There exists a paucity of case law addressing the precise issue sub judice. However, the court is guided by the reasoning employed by several courts in addressing the analogous issue in the context of drug conspiracies. See, e.g., U.S. v. Orozco-Prada, 732 F.2d 1076, 1080 (2nd Cir.1984), cert. denied, 469 U.S. 845, 105 S.Ct. 155, 83 L.Ed.2d 92 (1984); U.S. v. Barnes, 604 F.2d 121, 154-55 (2nd Cir. 1979), cert. denied, 446 U.S. 907, 100 S.Ct. 1833, 64 L.Ed.2d 260 (1980) ("Importers, wholesalers, purchasers of cutting materials, and persons who `wash' money are all as necessary to the success of the venture as is the retailer. They can all be held to have agreed with one another in what has been called a `chain' conspiracy.")
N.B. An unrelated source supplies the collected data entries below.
// src/archive/entry.rs

//! Uniform member model shared by every archive format

use super::content::ContentFormat;

/// Extension recorded for files without one
pub const NO_EXTENSION: &str = "no-extension";

/// A regular file inside an archive
#[derive(Debug, Clone, PartialEq, Eq)]
pub struct FileEntry {
    /// Archive-relative path, exactly as stored in the archive
    pub path: String,
    /// Suffix of the final path component including the dot (`.py`),
    /// or [`NO_EXTENSION`]
    pub extension: String,
    pub uncompressed_size_bytes: u64,
    pub content_format: ContentFormat,
}

impl FileEntry {
    pub fn new(path: impl Into<String>, uncompressed_size_bytes: u64, content_format: ContentFormat) -> Self {
        let path = path.into();
        let extension = file_extension(&path);
        Self {
            path,
            extension,
            uncompressed_size_bytes,
            content_format,
        }
    }

    /// Whether the content looked like a compiled object
    pub fn is_compiled(&self) -> bool {
        self.content_format.is_compiled()
    }
}

/// A directory inside an archive.
///
/// Zip archives keep a trailing `/` on directory names, tarballs do not;
/// both spellings reach this type untouched.
#[derive(Debug, Clone, PartialEq, Eq)]
pub struct DirectoryEntry {
    pub path: String,
}

impl DirectoryEntry {
    pub fn new(path: impl Into<String>) -> Self {
        Self { path: path.into() }
    }
}

/// Extension of the final component of an archive path.
///
/// Dotfiles (`.gitignore`), names ending in a dot, and names without a dot
/// have no extension.
pub fn file_extension(path: &str) -> String {
    let name = path.trim_end_matches('/').rsplit('/').next().unwrap_or_default();
    match name.rfind('.') {
        Some(idx) if idx > 0 && idx < name.len() - 1 => name[idx..].to_string(),
        _ => NO_EXTENSION.to_string(),
    }
}

#[cfg(test)]
mod tests {
    use super::*;

    #[test]
    fn test_file_extension() {
        assert_eq!(file_extension("pkg/module.py"), ".py");
        assert_eq!(file_extension("pkg/archive.tar.gz"), ".gz");
        assert_eq!(file_extension("pkg/Image.JPG"), ".JPG");
        assert_eq!(file_extension("setup.cfg"), ".cfg");
        assert_eq!(file_extension("pkg/.hidden.txt"), ".txt");
    }

    #[test]
    fn test_file_extension_missing() {
        assert_eq!(file_extension("pkg/PKG-INFO"), NO_EXTENSION);
        assert_eq!(file_extension("pkg/.gitignore"), NO_EXTENSION);
        assert_eq!(file_extension("pkg/trailing."), NO_EXTENSION);
        assert_eq!(file_extension("pkg.d/LICENSE"), NO_EXTENSION);
    }

    #[test]
    fn test_file_entry_new() {
        let entry = FileEntry::new("lib/_core.so", 2048, ContentFormat::Elf);
        assert_eq!(entry.extension, ".so");
        assert_eq!(entry.uncompressed_size_bytes, 2048);
        assert!(entry.is_compiled());

        let entry = FileEntry::new("lib/README", 10, ContentFormat::Other);
        assert_eq!(entry.extension, NO_EXTENSION);
        assert!(!entry.is_compiled());
    }
}
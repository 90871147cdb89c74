// src/config.rs

//! Configuration for distcheck
//!
//! Values come from three layers, highest precedence first:
//!
//! 1. command-line flags
//! 2. the `[tool.distcheck]` table of a TOML file (`pyproject.toml` by default)
//! 3. built-in defaults
//!
//! Each layer is expressed as a [`ConfigOverrides`] and applied over the
//! previous one. In the TOML file, option names may be spelled with either
//! hyphens or underscores (`max-path-length` == `max_path_length`).
//!
//! # Example
//!
//! ```toml
//! [tool.distcheck]
//! ignore = ["path-contains-spaces"]
//! max-allowed-files = 500
//! max_allowed_size_compressed = "5M"
//! expected_files = ["*/LICENSE", "!*/.gitignore"]
//! ```

use crate::size::{FileSize, SizeUnit};
use serde::Deserialize;
use std::io;
use std::path::Path;
use thiserror::Error;
use tracing::debug;

/// Every option name accepted in a config file, in underscore spelling
pub const ALLOWED_OPTIONS: [&str; 11] = [
    "expected_directories",
    "expected_files",
    "ignore",
    "inspect",
    "max_allowed_files",
    "max_allowed_size_compressed",
    "max_allowed_size_uncompressed",
    "max_path_length",
    "output_file_size_precision",
    "output_file_size_unit",
    "select",
];

const DEFAULT_EXPECTED_DIRECTORIES: &[&str] = &[
    "!*/.appveyor",
    "!*/.binder",
    "!*/.circleci",
    "!*/.git",
    "!*/.github",
    "!*/.idea",
    "!*/.pytest_cache",
    "!*/.mypy_cache",
];

const DEFAULT_EXPECTED_FILES: &[&str] = &[
    "!*/appveyor.yml",
    "!*/.appveyor.yml",
    "!*/azure-pipelines.yml",
    "!*/.azure-pipelines.yml",
    "!*/.cirrus.star",
    "!*/.cirrus.yml",
    "!*/codecov.yml",
    "!*/.codecov.yml",
    "!*/.DS_Store",
    "!*/.gitignore",
    "!*/.gitpod.yml",
    "!*/.hadolint.yaml",
    "!*/.lycheecache",
    "!*/.lycheeignore",
    "!*/.readthedocs.yaml",
    "!*/.travis.yml",
    "!*/vsts-ci.yml",
    "!*/.vsts-ci.yml",
];

/// Default location of the config file
pub const DEFAULT_CONFIG_FILE: &str = "pyproject.toml";

/// Configuration errors; all of them are reported before any archive is opened
#[derive(Error, Debug)]
pub enum ConfigError {
    #[error("Configuration value '{0}' is not recognized by distcheck")]
    UnknownOption(String),

    #[error("Invalid value for '{option}': {details}")]
    InvalidValue { option: String, details: String },

    #[error("Invalid glob pattern '{pattern}': {details}")]
    InvalidPattern { pattern: String, details: String },

    #[error("Found the following unrecognized check names: {}", names.join(", "))]
    UnknownChecks { names: Vec<String> },

    #[error("Failed to parse '{path}': {source}")]
    Parse { path: String, source: toml::de::Error },

    #[error("Failed to read '{path}': {source}")]
    Io { path: String, source: io::Error },
}

/// Fully resolved configuration
#[derive(Debug, Clone, PartialEq)]
pub struct Config {
    /// Directory patterns; `!`-prefixed ones must not match anything
    pub expected_directories: Vec<String>,
    /// File patterns; `!`-prefixed ones must not match anything
    pub expected_files: Vec<String>,
    pub ignore: Vec<String>,
    /// Print a size/contents report for each distribution
    pub inspect: bool,
    pub max_allowed_files: usize,
    pub max_allowed_size_compressed: String,
    pub max_allowed_size_uncompressed: String,
    pub max_path_length: usize,
    pub output_file_size_precision: usize,
    /// A size unit, or `auto`
    pub output_file_size_unit: String,
    pub select: Vec<String>,
}

impl Default for Config {
    fn default() -> Self {
        Self {
            expected_directories: DEFAULT_EXPECTED_DIRECTORIES.iter().map(|s| s.to_string()).collect(),
            expected_files: DEFAULT_EXPECTED_FILES.iter().map(|s| s.to_string()).collect(),
            ignore: Vec::new(),
            inspect: false,
            max_allowed_files: 2000,
            max_allowed_size_compressed: "50M".to_string(),
            max_allowed_size_uncompressed: "75M".to_string(),
            max_path_length: 200,
            output_file_size_precision: 3,
            output_file_size_unit: "auto".to_string(),
            select: Vec::new(),
        }
    }
}

/// A partial configuration layer; `None` leaves the current value alone
#[derive(Debug, Clone, Default, PartialEq, Deserialize)]
#[serde(deny_unknown_fields)]
pub struct ConfigOverrides {
    pub expected_directories: Option<Vec<String>>,
    pub expected_files: Option<Vec<String>>,
    pub ignore: Option<Vec<String>>,
    pub inspect: Option<bool>,
    pub max_allowed_files: Option<usize>,
    pub max_allowed_size_compressed: Option<String>,
    pub max_allowed_size_uncompressed: Option<String>,
    pub max_path_length: Option<usize>,
    pub output_file_size_precision: Option<usize>,
    pub output_file_size_unit: Option<String>,
    pub select: Option<Vec<String>>,
}

impl Config {
    /// Apply a layer of overrides on top of this configuration
    pub fn apply(&mut self, overrides: ConfigOverrides) {
        let ConfigOverrides {
            expected_directories,
            expected_files,
            ignore,
            inspect,
            max_allowed_files,
            max_allowed_size_compressed,
            max_allowed_size_uncompressed,
            max_path_length,
            output_file_size_precision,
            output_file_size_unit,
            select,
        } = overrides;

        if let Some(v) = expected_directories {
            self.expected_directories = v;
        }
        if let Some(v) = expected_files {
            self.expected_files = v;
        }
        if let Some(v) = ignore {
            self.ignore = v;
        }
        if let Some(v) = inspect {
            self.inspect = v;
        }
        if let Some(v) = max_allowed_files {
            self.max_allowed_files = v;
        }
        if let Some(v) = max_allowed_size_compressed {
            self.max_allowed_size_compressed = v;
        }
        if let Some(v) = max_allowed_size_uncompressed {
            self.max_allowed_size_uncompressed = v;
        }
        if let Some(v) = max_path_length {
            self.max_path_length = v;
        }
        if let Some(v) = output_file_size_precision {
            self.output_file_size_precision = v;
        }
        if let Some(v) = output_file_size_unit {
            self.output_file_size_unit = v;
        }
        if let Some(v) = select {
            self.select = v;
        }
    }

    /// Apply the `[tool.distcheck]` table of a TOML file.
    ///
    /// A missing file or a file without that table changes nothing.
    pub fn update_from_toml(&mut self, path: &Path) -> Result<(), ConfigError> {
        let config_name = path.display().to_string();
        if !path.exists() {
            debug!("No config file at {}", config_name);
            return Ok(());
        }

        let content = std::fs::read_to_string(path).map_err(|source| ConfigError::Io {
            path: config_name.clone(),
            source,
        })?;
        self.update_from_toml_str(&content, &config_name)
    }

    /// Same as [`Config::update_from_toml`] for TOML already in memory;
    /// `origin` names the source in error messages.
    pub fn update_from_toml_str(&mut self, content: &str, origin: &str) -> Result<(), ConfigError> {
        let document: toml::Table = toml::from_str(content).map_err(|source| ConfigError::Parse {
            path: origin.to_string(),
            source,
        })?;

        let Some(section) = document.get("tool").and_then(|tool| tool.get("distcheck")) else {
            return Ok(());
        };
        let table = section.as_table().ok_or_else(|| ConfigError::InvalidValue {
            option: "tool.distcheck".to_string(),
            details: "expected a table".to_string(),
        })?;

        let overrides = overrides_from_table(table)?;
        debug!("Loaded [tool.distcheck] from {}", origin);
        self.apply(overrides);
        Ok(())
    }

    /// Resolve size strings and the output unit into typed settings
    pub fn check_settings(&self) -> Result<CheckSettings, ConfigError> {
        Ok(CheckSettings {
            expected_directories: self.expected_directories.clone(),
            expected_files: self.expected_files.clone(),
            max_allowed_files: self.max_allowed_files,
            max_allowed_size_compressed: parse_size(
                "max_allowed_size_compressed",
                &self.max_allowed_size_compressed,
            )?,
            max_allowed_size_uncompressed: parse_size(
                "max_allowed_size_uncompressed",
                &self.max_allowed_size_uncompressed,
            )?,
            max_path_length: self.max_path_length,
            output_file_size_precision: self.output_file_size_precision,
            output_file_size_unit: parse_output_unit(&self.output_file_size_unit)?,
        })
    }
}

/// Typed settings consumed by the individual checks
#[derive(Debug, Clone, PartialEq)]
pub struct CheckSettings {
    pub expected_directories: Vec<String>,
    pub expected_files: Vec<String>,
    pub max_allowed_files: usize,
    pub max_allowed_size_compressed: FileSize,
    pub max_allowed_size_uncompressed: FileSize,
    pub max_path_length: usize,
    pub output_file_size_precision: usize,
    /// `None` picks a unit per value
    pub output_file_size_unit: Option<SizeUnit>,
}

impl CheckSettings {
    /// Render a byte count with the configured precision and unit
    pub fn format_size(&self, num_bytes: u64) -> String {
        FileSize::from_bytes(num_bytes).format(self.output_file_size_precision, self.output_file_size_unit)
    }
}

impl Default for CheckSettings {
    fn default() -> Self {
        let config = Config::default();
        Self {
            expected_directories: config.expected_directories,
            expected_files: config.expected_files,
            max_allowed_files: config.max_allowed_files,
            max_allowed_size_compressed: FileSize::new(50.0, SizeUnit::M),
            max_allowed_size_uncompressed: FileSize::new(75.0, SizeUnit::M),
            max_path_length: config.max_path_length,
            output_file_size_precision: config.output_file_size_precision,
            output_file_size_unit: None,
        }
    }
}

fn overrides_from_table(table: &toml::Table) -> Result<ConfigOverrides, ConfigError> {
    let mut normalized = toml::Table::new();
    for (key, value) in table {
        let option = key.replace('-', "_");
        if !ALLOWED_OPTIONS.contains(&option.as_str()) {
            return Err(ConfigError::UnknownOption(key.clone()));
        }
        normalized.insert(option, value.clone());
    }

    toml::Value::Table(normalized)
        .try_into()
        .map_err(|e: toml::de::Error| ConfigError::InvalidValue {
            option: "tool.distcheck".to_string(),
            details: e.message().to_string(),
        })
}

fn parse_size(option: &str, value: &str) -> Result<FileSize, ConfigError> {
    FileSize::parse(value).map_err(|e| ConfigError::InvalidValue {
        option: option.to_string(),
        details: e.to_string(),
    })
}

/// `auto` (any case) means pick per value
pub fn parse_output_unit(value: &str) -> Result<Option<SizeUnit>, ConfigError> {
    if value.eq_ignore_ascii_case("auto") {
        return Ok(None);
    }
    value
        .parse::<SizeUnit>()
        .map(Some)
        .map_err(|e| ConfigError::InvalidValue {
            option: "output_file_size_unit".to_string(),
            details: e.to_string(),
        })
}
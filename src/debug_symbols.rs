// src/debug_symbols.rs

//! Debug symbol detection for compiled objects
//!
//! There is no portable library call that answers "does this shared library
//! still carry debug information" for ELF, Mach-O and PE alike, so detection
//! shells out to whichever binary inspection tools are installed:
//!
//! 1. A fixed, ordered list of `dsymutil` / `objdump` / `llvm-objdump` /
//!    `readelf` invocations whose output is matched line by line against a
//!    pattern that only appears when debug sections are present.
//! 2. `nm` and `llvm-nm`, run once plainly and once with `-a`. Debug-only
//!    symbols show up only in the second listing, so any difference means
//!    debug symbols are present.
//!
//! The first probe that reports debug symbols wins. A missing tool or a tool
//! exiting non-zero makes that probe inconclusive and the chain moves on.

use regex::Regex;
use std::path::Path;
use std::process::Command;
use std::sync::LazyLock;
use thiserror::Error;
use tracing::{debug, trace};

/// Symbol added by Apple's `strip` to Mach-O files; present in `nm -a`
/// output even for fully stripped objects.
const MACHO_STRIP_SYMBOL: &str = "radr://5614542";

/// Why a probe produced no usable output
#[derive(Error, Debug, Clone, PartialEq, Eq)]
pub enum ProbeFailure {
    #[error("'{0}' not found on PATH")]
    ToolUnavailable(String),

    #[error("'{command}' failed: {details}")]
    ToolFailed { command: String, details: String },
}

/// Runs an external inspection tool against one file.
///
/// Returns the raw stdout bytes when the tool ran and exited successfully.
pub trait CommandRunner: Send + Sync {
    fn run(&self, program: &str, args: &[&str], file: &Path) -> Result<Vec<u8>, ProbeFailure>;
}

/// [`CommandRunner`] that resolves tools on `PATH` and runs them as child
/// processes
#[derive(Debug, Default, Clone, Copy)]
pub struct SystemCommandRunner;

impl CommandRunner for SystemCommandRunner {
    fn run(&self, program: &str, args: &[&str], file: &Path) -> Result<Vec<u8>, ProbeFailure> {
        let tool = which::which(program).map_err(|_| ProbeFailure::ToolUnavailable(program.to_string()))?;
        let command = describe(program, args);

        let output = Command::new(tool)
            .args(args)
            .arg(file)
            .output()
            .map_err(|e| ProbeFailure::ToolFailed {
                command: command.clone(),
                details: e.to_string(),
            })?;

        if !output.status.success() {
            return Err(ProbeFailure::ToolFailed {
                command,
                details: format!(
                    "{}: {}",
                    output.status,
                    String::from_utf8_lossy(&output.stderr).trim()
                ),
            });
        }
        Ok(output.stdout)
    }
}

struct RegexProbe {
    program: &'static str,
    args: &'static [&'static str],
    pattern: Regex,
}

impl RegexProbe {
    fn new(program: &'static str, args: &'static [&'static str], pattern: &str) -> Self {
        Self {
            program,
            args,
            pattern: Regex::new(pattern).expect("debug symbol probe patterns are valid"),
        }
    }
}

static REGEX_PROBES: LazyLock<Vec<RegexProbe>> = LazyLock::new(|| {
    let n_oso = r"\(N_OSO[\t ]+\)";
    let debug_line = r"[\t ]+\.debug_line[\t ]+";
    let debug_contents = r"^Contents of the \.debug";
    let debug_section = r"[\t ]+\.debug_[a-z]+[\t ]+";

    let mut probes = vec![RegexProbe::new("dsymutil", &["-s"], n_oso)];
    for program in ["objdump", "llvm-objdump"] {
        probes.extend([
            RegexProbe::new(program, &["--all-headers"], debug_line),
            RegexProbe::new(program, &["--macho", "--all-headers"], debug_line),
            RegexProbe::new(program, &["-W"], debug_contents),
            RegexProbe::new(program, &["--macho", "-W"], debug_contents),
            RegexProbe::new(program, &["-g"], debug_contents),
            RegexProbe::new(program, &["--macho", "-g"], debug_contents),
        ]);
    }
    probes.push(RegexProbe::new("readelf", &["-S"], debug_section));
    probes
});

const NM_TOOLS: [&str; 2] = ["nm", "llvm-nm"];

/// Decides whether a compiled object on disk retains debug symbols
pub struct DebugSymbolDetector {
    runner: Box<dyn CommandRunner>,
}

impl Default for DebugSymbolDetector {
    fn default() -> Self {
        Self::new()
    }
}

impl std::fmt::Debug for DebugSymbolDetector {
    fn fmt(&self, f: &mut std::fmt::Formatter<'_>) -> std::fmt::Result {
        f.debug_struct("DebugSymbolDetector").finish_non_exhaustive()
    }
}

impl DebugSymbolDetector {
    /// Detector that runs the real tools found on `PATH`
    pub fn new() -> Self {
        Self::with_runner(SystemCommandRunner)
    }

    pub fn with_runner(runner: impl CommandRunner + 'static) -> Self {
        Self {
            runner: Box::new(runner),
        }
    }

    /// Check `file` for debug symbols.
    ///
    /// Returns the command line that found them (e.g. `"readelf -S"` or
    /// `"nm -a"`), or `None` when no probe reported any.
    pub fn has_debug_symbols(&self, file: &Path) -> Option<String> {
        for probe in REGEX_PROBES.iter() {
            let Some(output) = self.output_of(probe.program, probe.args, file) else {
                continue;
            };
            if output.split('\n').any(|line| probe.pattern.is_match(line)) {
                let command = describe(probe.program, probe.args);
                debug!("'{}' reports debug symbols in {}", command, file.display());
                return Some(command);
            }
        }

        for tool in NM_TOOLS {
            if self.nm_reports_debug_symbols(tool, file) == Some(true) {
                let command = describe(tool, &["-a"]);
                debug!("'{}' reports debug symbols in {}", command, file.display());
                return Some(command);
            }
        }

        None
    }

    /// `None` if either listing could not be produced
    fn nm_reports_debug_symbols(&self, tool: &str, file: &Path) -> Option<bool> {
        let exported = self.symbols(tool, &[], file)?;
        let all = self.symbols(tool, &["-a"], file)?;
        Some(exported != all)
    }

    fn symbols(&self, tool: &str, args: &[&str], file: &Path) -> Option<Vec<String>> {
        let output = self.output_of(tool, args, file)?;
        Some(
            output
                .split('\n')
                .filter(|line| !line.is_empty() && !line.contains(MACHO_STRIP_SYMBOL))
                .map(str::to_string)
                .collect(),
        )
    }

    fn output_of(&self, program: &str, args: &[&str], file: &Path) -> Option<String> {
        match self.runner.run(program, args, file) {
            Ok(stdout) => Some(decode_latin1(&stdout)),
            Err(e) => {
                trace!("Probe inconclusive for {}: {}", file.display(), e);
                None
            }
        }
    }
}

fn describe(program: &str, args: &[&str]) -> String {
    std::iter::once(program)
        .chain(args.iter().copied())
        .collect::<Vec<_>>()
        .join(" ")
}

/// Byte-preserving decode: every byte maps to the code point of equal value
fn decode_latin1(bytes: &[u8]) -> String {
    bytes.iter().map(|&b| b as char).collect()
}
// src/inspect.rs

//! Human-readable size and contents report for one distribution

use crate::size::{FileSize, SizeUnit};
use crate::summary::DistributionSummary;

/// Number of entries listed under "largest files"
pub const LARGEST_FILES_SHOWN: usize = 5;

/// Render the inspect report for `summary`.
///
/// Sizes use `precision` decimals in `unit` (or a per-value unit when
/// `None`); percentages are rounded to one decimal place.
pub fn render_report(summary: &DistributionSummary, precision: usize, unit: Option<SizeUnit>) -> String {
    let size = |bytes: u64| FileSize::from_bytes(bytes).format(precision, unit);
    let uncompressed = summary.uncompressed_size_bytes();
    let saving = summary
        .space_saving()
        .map_or_else(|| "n/a".to_string(), |s| format!("{}%", percent(s)));

    let mut lines = vec![
        "file size".to_string(),
        format!("  * compressed size: {}", size(summary.compressed_size_bytes())),
        format!("  * uncompressed size: {}", size(uncompressed)),
        format!("  * compression space saving: {}", saving),
        "contents".to_string(),
        format!("  * directories: {}", summary.num_directories()),
        format!(
            "  * files: {} ({} compiled)",
            summary.num_files(),
            summary.compiled_objects().len()
        ),
        "size by extension".to_string(),
    ];

    for (extension, bytes) in summary.size_by_extension() {
        let share = if uncompressed == 0 {
            0.0
        } else {
            bytes as f64 / uncompressed as f64
        };
        lines.push(format!("  * {} - {} ({}%)", extension, size(bytes), percent(share)));
    }

    lines.push("largest files".to_string());
    for file in summary.largest_files(LARGEST_FILES_SHOWN) {
        lines.push(format!("  * ({}) {}", size(file.uncompressed_size_bytes), file.path));
    }

    let mut out = lines.join("\n");
    out.push('\n');
    out
}

/// `0.4567` -> `"45.7"`
fn percent(fraction: f64) -> String {
    format!("{:.1}", (fraction * 1000.0).round() / 10.0)
}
In United States v. Perry, 643 F.2d 38, 44 (2nd Cir.1981), cert. denied, 454 U.S. 835, 102 S.Ct. 138, 70 L.Ed.2d 115 (1981), the court held defendants who "agreed to distribute diluents with the intent that they be mixed with heroin and distributed by one or more heroin networks" could be convicted "under 21 U.S.C. § 846 of conspiring to violate 21 U.S.C. § 841 by aiding and abetting the distribution of heroin." The Court further stated that "the knowing supply of a raw material necessary for the commission of a crime by another constitutes aiding and abetting that crime." Finally, in United States v. Washington, 858 F.2d 590 (10th Cir.1988), the court upheld a conviction for conspiracy to manufacture phencyclidine ("PCP") as against certain defendants whose only acts in furtherance of the alleged conspiracy were to enter into a conspiracy to obtain piperidine.10

The above-referenced decisions stand for the proposition that an agreement to engage in actions that are integral to the success of a drug venture prohibited by 21 U.S.C. § 841—such as laundering proceeds, or supplying cash or raw materials —violates 21 U.S.C. § 846 as a conspiracy to aid and abet the distribution of controlled substances. Orozco-Prada, supra, 732 F.2d at 1080. Analogizing those decisions to the facts in the present action, the court is...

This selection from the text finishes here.